Je m'habille tranquillement avant d'éteindre totalement le miroir et de rejoindre Ezra qui préparait le repas.

-Tu as trouvé de quoi faire alors ?
-C'est compliqué, mais j'ai fait des lentilles accompagnées de restes de poulet, mais il faudrait vraiment refaire ton inventaire.
-Ouais je sais...j'attends la bourse pour faire des courses, en attendant je vais aller au marché récupérer des invendus, peut être que ça pourra le faire.

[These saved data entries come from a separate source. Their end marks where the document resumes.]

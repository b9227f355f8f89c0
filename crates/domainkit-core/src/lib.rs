mod filter;
mod version;

pub use filter::ExtensionFilter;
pub use version::{FileVersion, VersionError};

#[cfg(test)]
mod tests;
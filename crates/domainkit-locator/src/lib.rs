//! Picks the highest-versioned installer out of a directory tree.
//!
//! File names carry a `major.minor.build.revision` token. Files without one
//! are skipped and reported; the directory itself failing to read, or nothing
//! parseable being found, is an error for the caller to handle.

mod error;
mod scan;
mod select;
mod types;

pub use error::LocatorError;
pub use scan::{parse_version, scan};
pub use select::{locate_highest, select_highest};
pub use types::{Candidate, LocateReport, LocatorOptions, SkippedFile};
use std::process::Command;

pub(crate) const POWERSHELL_PROGRAM: &str = "powershell.exe";

pub fn build_powershell_command(script: &str) -> Command {
    let mut command = Command::new(POWERSHELL_PROGRAM);
    command
        .arg("-NoProfile")
        .arg("-NonInteractive")
        .arg("-ExecutionPolicy")
        .arg("Bypass")
        .arg("-Command")
        .arg(script);
    command
}

/// Single-quoted PowerShell literal; embedded quotes are doubled.
pub fn quote_ps_literal(value: &str) -> String {
    format!("'{}'", value.replace('\'', "''"))
}

pub(crate) fn quote_ps_list(values: &[String]) -> String {
    values
        .iter()
        .map(|value| quote_ps_literal(value))
        .collect::<Vec<_>>()
        .join(",")
}

/// Reads the trimmed, non-empty lines a script wrote to stdout.
pub(crate) fn output_lines(stdout: &str) -> impl Iterator<Item = &str> {
    stdout.lines().map(str::trim).filter(|line| !line.is_empty())
}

Il acquiesce puis je m'assois pour manger, il reste débout à nettoyer ce qui je dois avouer me fait de la peine. Je sais que ce n'est qu'un robot qu'il ne ressent ni fatigue ni douleur ni faim, mais le voir faire tout à ma place...Peut être que Liam avait raison, je l'exploite ? Et si il ressentait vraiment quelque chose ? Je suis un monstre ? Dois-je lui dire de partir ?

-Swann ?
-Mmh ?
-Tu semble dans tes pensées, le repas ne va pas ?
-Oh si si pardon...dis...tu ressens des...trucs ?
-Mes capteurs sensoriels peuvent ressentir le toucher oui.
-Non pas ça, des sentiments.
-Négatif, je ne ressens aucun sentiment humain.
-Tu es sûr de toi ?
-Bien sûr, pourquoi cette question ?
-Comme ça...

Je continue mon repas en le regardant quelques fois.

-Assis toi quand même, reste pas debout comme ça...

Il obéit directement, la première fois qu'il est venu j'avais peur de lui. Puis plus le temps passe, plus j'ai peur pour lui.